Describe-then-Reason: Improving Multimodal Mathematical Reasoning through Visual Comprehension Training
This work addresses a specific bottleneck in multimodal AI for mathematical reasoning, offering an incremental improvement over existing fine-tuning methods.
The paper tackles the problem of poor visual comprehension in open-source multimodal large language models for complex mathematical reasoning by proposing a two-step training pipeline called VCAR, which first trains on visual description generation and then on rationale generation, resulting in substantial performance improvements on benchmarks, especially for visually demanding problems.
Open-source multimodal large language models (MLLMs) excel in various tasks involving textual and visual inputs but still struggle with complex multimodal mathematical reasoning, lagging behind proprietary models like GPT-4V(ision) and Gemini-Pro.
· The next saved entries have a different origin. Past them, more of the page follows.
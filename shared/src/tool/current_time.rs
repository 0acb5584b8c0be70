use chrono::Utc;

/// 현재 시각 유틸리티
pub struct CurrentTime;

impl CurrentTime {
    /// Unix 밀리초
    pub fn now_millis() -> i64 {
        Utc::now().timestamp_millis()
    }

    /// Unix 초
    pub fn now_secs() -> i64 {
        Utc::now().timestamp()
    }
}
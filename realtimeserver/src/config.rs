//! 실시간 서버 환경 설정 모듈

use anyhow::{bail, Result};
use shared::config::{env_opt, env_parse, load_env_file};
use tracing::{info, warn};

/// HS256 서명 키 최소 길이
pub const MIN_JWT_SECRET_LEN: usize = 32;

/// 실시간(WebSocket) 서버 설정
#[derive(Debug, Clone)]
pub struct RealtimeConfig {
    pub host: String,
    pub port: u16,
    /// 대시보드 사용자 JWT 서명 키. 없으면 `authenticate`는 항상 실패
    pub jwt_secret: Option<String>,
}

impl Default for RealtimeConfig {
    fn default() -> Self {
        Self {
            host: "0.0.0.0".to_string(),
            port: 8081,
            jwt_secret: None,
        }
    }
}

impl RealtimeConfig {
    /// 환경변수에서 설정을 로드합니다.
    pub fn from_env() -> Result<Self> {
        load_env_file();
        let defaults = Self::default();

        let config = Self {
            host: env_opt("REALTIME_HOST").unwrap_or(defaults.host),
            port: env_parse("REALTIME_PORT", defaults.port)?,
            jwt_secret: env_opt("JWT_SECRET"),
        };

        if config.jwt_secret.is_none() {
            warn!("JWT_SECRET이 설정되지 않았습니다. 대시보드 인증과 virtual_write가 비활성화됩니다.");
        }

        info!("실시간 서버 설정 로드 완료: {}", config.bind_address());
        Ok(config)
    }

    pub fn bind_address(&self) -> String {
        format!("{}:{}", self.host, self.port)
    }
}

/// 설정 검증
pub fn validate_config(config: &RealtimeConfig) -> Result<()> {
    if config.port == 0 {
        bail!("유효하지 않은 WebSocket 포트 번호: {}", config.port);
    }

    if config.host.is_empty() {
        bail!("실시간 서버 호스트 주소가 비어있습니다");
    }

    if let Some(secret) = &config.jwt_secret {
        if secret.len() < MIN_JWT_SECRET_LEN {
            bail!(
                "JWT_SECRET은 최소 {}자 이상이어야 합니다 (현재 {}자)",
                MIN_JWT_SECRET_LEN,
                secret.len()
            );
        }
    }

    Ok(())
}
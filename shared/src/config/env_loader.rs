//! `.env` 파일 로딩과 환경변수 파싱

use anyhow::{Context, Result};
use std::path::Path;
use std::str::FromStr;
use tracing::{info, warn};

/// .env 파일을 로드합니다.
///
/// 로드 순서:
/// 1. 상위 디렉토리의 .env 파일
/// 2. 현재 디렉토리의 .env 파일
/// 3. 상위의 상위 디렉토리 (프로젝트 루트)
///
/// 파일이 없으면 시스템 환경변수와 기본값만 사용합니다.
pub fn load_env_file() -> bool {
    let env_paths = ["../.env", ".env", "../../.env"];

    for path in env_paths {
        if Path::new(path).exists() && dotenv::from_filename(path).is_ok() {
            info!(".env 파일 로드 성공: {}", path);
            return true;
        }
    }

    warn!(".env 파일을 찾을 수 없습니다. 기본값과 시스템 환경변수를 사용합니다.");
    false
}

/// 환경변수를 파싱합니다. 값이 없으면 기본값, 값이 잘못되면 에러입니다.
pub fn env_parse<T>(key: &str, default: T) -> Result<T>
where
    T: FromStr,
    T::Err: std::error::Error + Send + Sync + 'static,
{
    match std::env::var(key) {
        Ok(raw) if !raw.trim().is_empty() => raw
            .trim()
            .parse::<T>()
            .with_context(|| format!("환경변수 {} 값이 잘못되었습니다: {:?}", key, raw)),
        _ => Ok(default),
    }
}

/// 비어 있지 않은 환경변수 값
pub fn env_opt(key: &str) -> Option<String> {
    std::env::var(key)
        .ok()
        .map(|v| v.trim().to_string())
        .filter(|v| !v.is_empty())
}
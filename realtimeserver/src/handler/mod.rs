pub mod client_handler;

pub use client_handler::ClientHandler;
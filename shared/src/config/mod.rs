//! 환경 설정 공통 유틸리티

pub mod env_loader;

pub use env_loader::{env_opt, env_parse, load_env_file};
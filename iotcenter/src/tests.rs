//! 통합 서버 종단간 테스트
//!
//! 디바이스 TCP 세션에서 발생한 핀 쓰기가 이벤트 브리지를 거쳐 WebSocket 구독자에게
//! 도착하는지, 대시보드 쓰기가 디바이스로 돌아가는지 확인합니다.

use bytes::{Bytes, BytesMut};
use futures_util::{SinkExt, StreamExt};
use gatewayserver::{
    CommandType, DeviceStore, Frame, FrameCodec, GatewayConfig, MemoryDeviceStore, StatusCode,
};
use realtimeserver::{AuthService, RealtimeConfig, ServerMessage};
use shared::DisconnectReason;
use std::sync::Arc;
use tokio::io::{AsyncReadExt, AsyncWriteExt};
use tokio::net::TcpStream;
use tokio::time::{timeout, Duration};
use tokio_tungstenite::tungstenite::Message;
use tokio_tungstenite::{connect_async, MaybeTlsStream, WebSocketStream};

use crate::{IotCenter, IotCenterConfig};

const SECRET: &str = "iotcenter-test-secret-key-0123456789";

type Dashboard = WebSocketStream<MaybeTlsStream<TcpStream>>;

struct Device {
    stream: TcpStream,
    buf: BytesMut,
    codec: FrameCodec,
}

impl Device {
    async fn connect(addr: std::net::SocketAddr) -> Self {
        Self {
            stream: TcpStream::connect(addr).await.expect("Test assertion failed"),
            buf: BytesMut::new(),
            codec: FrameCodec::default(),
        }
    }

    async fn send(&mut self, command: CommandType, message_id: u16, body: &'static [u8]) {
        let frame = Frame::with_body(command.as_u8(), message_id, Bytes::from_static(body));
        let bytes = frame.to_bytes().expect("Test assertion failed");
        self.stream.write_all(&bytes).await.expect("Test assertion failed");
    }

    async fn recv(&mut self) -> Frame {
        timeout(Duration::from_secs(2), async {
            loop {
                if let Some(frame) = self.codec.decode(&mut self.buf).expect("Test assertion failed") {
                    return frame;
                }
                let read = self
                    .stream
                    .read_buf(&mut self.buf)
                    .await
                    .expect("Test assertion failed");
                assert!(read > 0, "gateway closed the connection");
            }
        })
        .await
        .expect("frame must arrive")
    }
}

async fn dashboard_send(ws: &mut Dashboard, text: String) {
    ws.send(Message::Text(text)).await.expect("Test assertion failed");
}

async fn dashboard_recv(ws: &mut Dashboard) -> ServerMessage {
    loop {
        let message = timeout(Duration::from_secs(2), ws.next())
            .await
            .expect("message must arrive")
            .expect("stream must stay open")
            .expect("Test assertion failed");
        if let Message::Text(text) = message {
            return serde_json::from_str(&text).expect("Test assertion failed");
        }
    }
}

fn test_config() -> IotCenterConfig {
    IotCenterConfig {
        gateway: GatewayConfig {
            host: "127.0.0.1".to_string(),
            port: 0,
            ..GatewayConfig::default()
        },
        realtime: RealtimeConfig {
            host: "127.0.0.1".to_string(),
            port: 0,
            jwt_secret: Some(SECRET.to_string()),
        },
    }
}

/// 디바이스 로그인 → vw → 구독자 수신 → 대시보드 쓰기 → 디바이스 수신 → 연결 해제
#[tokio::test]
async fn test_device_to_dashboard_round_trip() {
    let store = Arc::new(MemoryDeviceStore::with_devices([("tok-e2e", "device-e2e")]));
    let center = IotCenter::with_store(test_config(), store.clone()).expect("Test assertion failed");
    let addrs = center.start().await.expect("Test assertion failed");

    let (mut dashboard, _) = connect_async(format!("ws://{}", addrs.realtime))
        .await
        .expect("Test assertion failed");
    dashboard_send(
        &mut dashboard,
        r#"{"type":"subscribe","deviceId":"device-e2e"}"#.to_string(),
    )
    .await;
    assert!(matches!(
        dashboard_recv(&mut dashboard).await,
        ServerMessage::Subscribed { .. }
    ));

    let mut device = Device::connect(addrs.gateway.plain).await;
    device.send(CommandType::Login, 1, b"tok-e2e").await;
    assert_eq!(device.recv().await, Frame::status(1, StatusCode::Success));
    assert!(matches!(
        dashboard_recv(&mut dashboard).await,
        ServerMessage::DeviceConnected { ref device_id, .. } if device_id == "device-e2e"
    ));

    device.send(CommandType::Hardware, 2, b"vw\x00V5\x00100").await;
    assert_eq!(device.recv().await, Frame::status(2, StatusCode::Success));
    match dashboard_recv(&mut dashboard).await {
        ServerMessage::VirtualPinUpdate {
            device_id,
            pin,
            value,
            timestamp,
            ..
        } => {
            assert_eq!(device_id, "device-e2e");
            assert_eq!(pin, 5);
            assert_eq!(value, "100");
            assert!(timestamp > 0);
        }
        other => panic!("unexpected message: {:?}", other),
    }

    // 대시보드 쓰기
    let token = AuthService::new(Some(SECRET.to_string()))
        .issue("operator", chrono::Duration::minutes(5))
        .expect("Test assertion failed");
    dashboard_send(
        &mut dashboard,
        format!(r#"{{"type":"authenticate","token":"{}"}}"#, token),
    )
    .await;
    assert!(matches!(
        dashboard_recv(&mut dashboard).await,
        ServerMessage::Authenticated { .. }
    ));

    dashboard_send(
        &mut dashboard,
        r#"{"type":"virtual_write","deviceId":"device-e2e","pin":7,"value":"on"}"#.to_string(),
    )
    .await;

    let pushed = device.recv().await;
    assert_eq!(pushed.command, CommandType::Hardware.as_u8());
    assert_eq!(pushed.body(), b"vw\x007\x00on");

    // 응답과 브리지 이벤트는 서로 다른 경로라 순서가 보장되지 않음
    let mut got_ack = false;
    let mut got_update = false;
    for _ in 0..2 {
        match dashboard_recv(&mut dashboard).await {
            ServerMessage::VirtualWriteAck { pin: 7, .. } => got_ack = true,
            ServerMessage::VirtualPinUpdate { pin: 7, .. } => got_update = true,
            other => panic!("unexpected message: {:?}", other),
        }
    }
    assert!(got_ack && got_update);

    dashboard_send(
        &mut dashboard,
        r#"{"type":"get_device_status","deviceId":"device-e2e"}"#.to_string(),
    )
    .await;
    match dashboard_recv(&mut dashboard).await {
        ServerMessage::DeviceStatus(status) => {
            assert!(status.online);
            let pins: Vec<u16> = status.virtual_pins.iter().map(|p| p.pin_number).collect();
            assert_eq!(pins, vec![5, 7]);
        }
        other => panic!("unexpected message: {:?}", other),
    }

    drop(device);
    assert!(matches!(
        dashboard_recv(&mut dashboard).await,
        ServerMessage::DeviceDisconnected {
            ref device_id,
            reason: DisconnectReason::SocketClosed,
            ..
        } if device_id == "device-e2e"
    ));

    // 텔레메트리는 응답과 별개로 저장됨 (디바이스 쓰기 + 대시보드 쓰기)
    assert_eq!(store.telemetry().len(), 2);

    center.print_status().await;
    center.stop().await.expect("Test assertion failed");
    println!("✅ 디바이스 ↔ 대시보드 종단간 테스트 통과");
}

/// 통합 서버는 한 번만 시작 가능
#[tokio::test]
async fn test_center_starts_once() {
    let store = Arc::new(MemoryDeviceStore::new());
    let center = IotCenter::with_store(test_config(), store).expect("Test assertion failed");
    center.start().await.expect("Test assertion failed");
    assert!(center.start().await.is_err());
    center.stop().await.expect("Test assertion failed");
}

/// 정적 토큰 모드 저장소 선택
#[tokio::test]
async fn test_build_device_store_static_tokens() {
    let config = GatewayConfig {
        static_tokens: vec![("tok".to_string(), "device-1".to_string())],
        ..GatewayConfig::default()
    };
    let store = crate::build_device_store(&config).expect("Test assertion failed");
    let record = store
        .find_device("tok")
        .await
        .expect("Test assertion failed")
        .expect("static token must resolve");
    assert_eq!(record.device_id, "device-1");
}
Although fine-tuning with intermediate steps (i.e., rationales) elicits some mathematical reasoning skills, the resulting models still fall short in visual comprehension due to inadequate visual-centric supervision, which leads to inaccurate interpretation of math figures. To address this issue, we propose a two-step training pipeline VCAR, which emphasizes the Visual Comprehension training in Addition to mathematical Reasoning learning. It first improves the visual comprehension ability of MLLMs through the visual description generation task, followed by another training step on generating rationales with the assistance of descriptions. Experimental results on two popular benchmarks demonstrate that VCAR substantially outperforms baseline methods solely relying on rationale supervision, especially on problems with high visual demands.